Reputation: 23187
Let's say I have a temp table of data I want to put into another table, but before doing so, I want to remove any rows in the temp table that already exist in the destination table.
I'm thinking of using a left outer join to identify which rows are duplicates, but then how can I go and delete these rows from my temp table?
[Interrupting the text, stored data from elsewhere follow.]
//! Store capability probing.
//!
//! A store declares which optional operations it implements through a
//! [`CapabilitySet`]. At model construction the set is turned into a
//! [`CapabilityTable`]: one slot per capability, each bound either to the
//! store's native implementation or to a locally synthesized default. The
//! table is immutable afterwards and is consumed by exhaustive matching in
//! the [`StoreAdapter`](super::StoreAdapter).

use std::fmt;
use std::ops::{BitOr, BitOrAssign};

use crate::error::{ConstructionError, ModelResult};

use super::traits::ObjectStore;

/// An operation a backing store may implement.
#[derive(Debug, Clone, Copy, PartialEq, Eq, Hash)]
pub enum Capability {
    /// Insert a new item.
    Add,
    /// Insert or replace an item. Mandatory.
    Put,
    /// Fetch an item by identity. Mandatory.
    Get,
    /// Load the store's data.
    Load,
    /// Predicate telling whether an item may have children.
    HasChildren,
    /// Fetch the children of an item.
    GetChildren,
    /// Fetch the parents of an item.
    GetParents,
    /// Add a parent to an item's parent field.
    AddParent,
    /// Remove a parent from an item's parent field.
    RemoveParent,
    /// Match items against a query locally.
    QueryEngine,
    /// Query results are live and observable.
    Notify,
    /// The store pushes change/delete/new events.
    Emit,
    /// Tell whether a value is an item of this store.
    IsItem,
}

impl Capability {
    /// The fixed probing order.
    pub const ALL: [Capability; 13] = [
        Capability::Add,
        Capability::Put,
        Capability::Get,
        Capability::Load,
        Capability::HasChildren,
        Capability::GetChildren,
        Capability::GetParents,
        Capability::AddParent,
        Capability::RemoveParent,
        Capability::QueryEngine,
        Capability::Notify,
        Capability::Emit,
        Capability::IsItem,
    ];

    /// The conventional store method name.
    pub fn name(self) -> &'static str {
        match self {
            Capability::Add => "add",
            Capability::Put => "put",
            Capability::Get => "get",
            Capability::Load => "load",
            Capability::HasChildren => "hasChildren",
            Capability::GetChildren => "getChildren",
            Capability::GetParents => "getParents",
            Capability::AddParent => "addParent",
            Capability::RemoveParent => "removeParent",
            Capability::QueryEngine => "queryEngine",
            Capability::Notify => "notify",
            Capability::Emit => "emit",
            Capability::IsItem => "isItem",
        }
    }

    fn bit(self) -> u16 {
        1 << (self as u16)
    }
}

impl fmt::Display for Capability {
    fn fmt(&self, f: &mut fmt::Formatter<'_>) -> fmt::Result {
        f.write_str(self.name())
    }
}

/// The set of capabilities a store declares.
///
/// Sets combine with `|`:
///
/// ```
/// use horizon_canopy::store::{Capability, CapabilitySet};
///
/// let caps = CapabilitySet::REQUIRED | Capability::Emit;
/// assert!(caps.has(Capability::Get));
/// assert!(!caps.has(Capability::Notify));
/// ```
#[derive(Debug, Clone, Copy, PartialEq, Eq, Default)]
pub struct CapabilitySet(u16);

impl CapabilitySet {
    /// No capabilities.
    pub const NONE: CapabilitySet = CapabilitySet(0);

    /// The mandatory `get` and `put` pair.
    pub const REQUIRED: CapabilitySet = CapabilitySet((1 << Capability::Get as u16) | (1 << Capability::Put as u16));

    /// Every capability.
    pub const ALL: CapabilitySet = CapabilitySet((1 << Capability::ALL.len()) - 1);

    /// Check if a capability is declared.
    pub fn has(&self, capability: Capability) -> bool {
        self.0 & capability.bit() != 0
    }

    /// Add a capability.
    pub fn with(mut self, capability: Capability) -> Self {
        self.0 |= capability.bit();
        self
    }

    /// Remove a capability.
    pub fn without(mut self, capability: Capability) -> Self {
        self.0 &= !capability.bit();
        self
    }

    /// Iterate the declared capabilities in probing order.
    pub fn iter(&self) -> impl Iterator<Item = Capability> + '_ {
        Capability::ALL.into_iter().filter(|c| self.has(*c))
    }
}

impl From<Capability> for CapabilitySet {
    fn from(capability: Capability) -> Self {
        CapabilitySet(capability.bit())
    }
}

impl BitOr for CapabilitySet {
    type Output = Self;

    fn bitor(self, rhs: Self) -> Self::Output {
        CapabilitySet(self.0 | rhs.0)
    }
}

impl BitOr<Capability> for CapabilitySet {
    type Output = Self;

    fn bitor(self, rhs: Capability) -> Self::Output {
        self.with(rhs)
    }
}

impl BitOrAssign<Capability> for CapabilitySet {
    fn bitor_assign(&mut self, rhs: Capability) {
        *self = self.with(rhs);
    }
}

impl FromIterator<Capability> for CapabilitySet {
    fn from_iter<I: IntoIterator<Item = Capability>>(iter: I) -> Self {
        iter.into_iter().fold(CapabilitySet::NONE, CapabilitySet::with)
    }
}

/// How `add`/`put` reach the store.
#[derive(Debug, Clone, Copy, PartialEq, Eq)]
pub enum WriteHook {
    /// The store is hierarchical and stamps identity and parents itself.
    Passthrough,
    /// Merge directive parents and generate a missing identity before writing.
    StampIdentity,
}

/// Where `add` goes.
#[derive(Debug, Clone, Copy, PartialEq, Eq)]
pub enum AddSlot {
    /// The store's own `add`.
    Native(WriteHook),
    /// No native `add`; use `put`.
    ViaPut,
}

/// Where `load` goes.
#[derive(Debug, Clone, Copy, PartialEq, Eq)]
pub enum LoadSlot {
    /// The store's own `load`.
    Native,
    /// Nothing to load; settles immediately.
    Immediate,
}

/// Where `hasChildren` goes.
#[derive(Debug, Clone, Copy, PartialEq, Eq)]
pub enum HasChildrenSlot {
    /// The store's own predicate.
    Native,
    /// Assume every item may have children.
    AssumeYes,
}

/// Where `getChildren` goes.
#[derive(Debug, Clone, Copy, PartialEq, Eq)]
pub enum ChildrenSlot {
    /// The store's own `getChildren`.
    Native,
    /// Query `{parent_property: identity}`.
    QueryByParent,
}

/// Where `getParents` goes.
#[derive(Debug, Clone, Copy, PartialEq, Eq)]
pub enum ParentsSlot {
    /// The store's own `getParents`.
    Native,
    /// Decode the parent field and `get` each identity.
    ResolveByIdentity,
}

/// Where `addParent`/`removeParent` go.
#[derive(Debug, Clone, Copy, PartialEq, Eq)]
pub enum ParentEditSlot {
    /// The store's own editor.
    Native,
    /// Edit the parent field through the parent-set codec.
    ParentSetCodec,
}

/// Where query matching goes.
#[derive(Debug, Clone, Copy, PartialEq, Eq)]
pub enum QueryEngineSlot {
    /// The store's own engine.
    Native,
    /// The built-in field matcher.
    Builtin,
}

/// Where `isItem` goes.
#[derive(Debug, Clone, Copy, PartialEq, Eq)]
pub enum IsItemSlot {
    /// The store's own predicate.
    Native,
    /// Fetch by identity and compare for equality.
    IdentityEquality,
}

/// The single active change-notification mode.
#[derive(Debug, Clone, Copy, PartialEq, Eq)]
pub enum ChangeChannel {
    /// Push-style change/delete/new events. Takes precedence over `Observable`.
    Evented,
    /// Live, observable query results.
    Observable,
    /// No notifications; callers manage freshness.
    Unmonitored,
}

impl ChangeChannel {
    /// Whether the store reports its own changes.
    pub fn is_monitored(self) -> bool {
        !matches!(self, ChangeChannel::Unmonitored)
    }
}

/// The per-instance capability table, built once at construction.
#[derive(Debug, Clone, Copy, PartialEq, Eq)]
pub struct CapabilityTable {
    /// `put` write hook. `put` itself is mandatory.
    pub put: WriteHook,
    /// `add` routing.
    pub add: AddSlot,
    /// `load` routing.
    pub load: LoadSlot,
    /// `hasChildren` routing.
    pub has_children: HasChildrenSlot,
    /// `getChildren` routing.
    pub get_children: ChildrenSlot,
    /// `getParents` routing.
    pub get_parents: ParentsSlot,
    /// `addParent` routing.
    pub add_parent: ParentEditSlot,
    /// `removeParent` routing.
    pub remove_parent: ParentEditSlot,
    /// Query matching routing.
    pub query_engine: QueryEngineSlot,
    /// `isItem` routing.
    pub is_item: IsItemSlot,
    /// Active notification mode.
    pub channel: ChangeChannel,
}

impl CapabilityTable {
    /// Probe a store and build its table.
    ///
    /// Fails before anything else is inspected if `get` or `put` is missing.
    pub fn probe(store: &dyn ObjectStore) -> ModelResult<Self> {
        let declared = store.capabilities();
        for required in [Capability::Get, Capability::Put] {
            if !declared.has(required) {
                tracing::error!(target: "horizon_canopy::store", capability = %required, "mandatory capability missing");
                return Err(ConstructionError::MissingCapability(required).into());
            }
        }

        let hook = if store.is_hierarchical() {
            WriteHook::Passthrough
        } else {
            WriteHook::StampIdentity
        };
        let native = |c: Capability| declared.has(c);

        let table = CapabilityTable {
            put: hook,
            add: if native(Capability::Add) {
                AddSlot::Native(hook)
            } else {
                AddSlot::ViaPut
            },
            load: if native(Capability::Load) {
                LoadSlot::Native
            } else {
                LoadSlot::Immediate
            },
            has_children: if native(Capability::HasChildren) {
                HasChildrenSlot::Native
            } else {
                HasChildrenSlot::AssumeYes
            },
            get_children: if native(Capability::GetChildren) {
                ChildrenSlot::Native
            } else {
                ChildrenSlot::QueryByParent
            },
            get_parents: if native(Capability::GetParents) {
                ParentsSlot::Native
            } else {
                ParentsSlot::ResolveByIdentity
            },
            add_parent: if native(Capability::AddParent) {
                ParentEditSlot::Native
            } else {
                ParentEditSlot::ParentSetCodec
            },
            remove_parent: if native(Capability::RemoveParent) {
                ParentEditSlot::Native
            } else {
                ParentEditSlot::ParentSetCodec
            },
            query_engine: if native(Capability::QueryEngine) {
                QueryEngineSlot::Native
            } else {
                QueryEngineSlot::Builtin
            },
            is_item: if native(Capability::IsItem) {
                IsItemSlot::Native
            } else {
                IsItemSlot::IdentityEquality
            },
            channel: if native(Capability::Emit) {
                ChangeChannel::Evented
            } else if native(Capability::Notify) {
                ChangeChannel::Observable
            } else {
                ChangeChannel::Unmonitored
            },
        };

        for capability in Capability::ALL {
            tracing::debug!(
                target: "horizon_canopy::store",
                capability = %capability,
                native = declared.has(capability),
                "probed capability"
            );
        }
        Ok(table)
    }
}

#[cfg(test)]
mod tests {
    use super::*;

    #[test]
    fn test_set_operations() {
        let caps = CapabilitySet::REQUIRED | Capability::Notify;
        assert!(caps.has(Capability::Get));
        assert!(caps.has(Capability::Put));
        assert!(caps.has(Capability::Notify));
        assert!(!caps.has(Capability::Emit));

        let caps = caps.without(Capability::Get);
        assert!(!caps.has(Capability::Get));
        assert_eq!(caps.iter().collect::<Vec<_>>(), vec![Capability::Put, Capability::Notify]);
    }

    #[test]
    fn test_all_contains_everything() {
        for capability in Capability::ALL {
            assert!(CapabilitySet::ALL.has(capability));
        }
        let collected: CapabilitySet = Capability::ALL.into_iter().collect();
        assert_eq!(collected, CapabilitySet::ALL);
    }

    #[test]
    fn test_names() {
        assert_eq!(Capability::GetChildren.to_string(), "getChildren");
        assert_eq!(Capability::Emit.name(), "emit");
    }
}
Am I taking the right approach, or would it be better to remove duplicates after transferring the data?
Upvotes: 2
Views: 2812
Reputation:
Assuming there is an index on col1/col2, this may perform better than trying to weed out duplicates in the process of the insert:
DELETE t
FROM #temp AS t
WHERE NOT EXISTS
(
SELECT 1 FROM dbo.table
WHERE col1 = t.col1
AND col2 = t.col2
);
An equivalent to Jack's approach would be:
INSERT dbo.table(col1, col2)
SELECT col1, col2
FROM #temp AS t
WHERE NOT EXISTS
(
SELECT 1 FROM dbo.table
WHERE col1 = t.col1
AND col2 = t.col2
);
I'm going to assume you have a unique index on the #temp table so you don't need DISTINCT
or GROUP BY
. You can also delete duplicates from the #temp table as a separate step first, e.g.
;WITH t AS
(
SELECT col1, col2,
rn = ROW_NUMBER() OVER (PARTITION BY col1, col2 ORDER BY col1)
)
DELETE t WHERE rn > 1;
Whether you're doing the right thing or not, no idea. Will require a lot more information and testing to determine which approach is best. You're going to have to scan 2+ million rows for duplicates no matter which method you end up using.
Upvotes: 2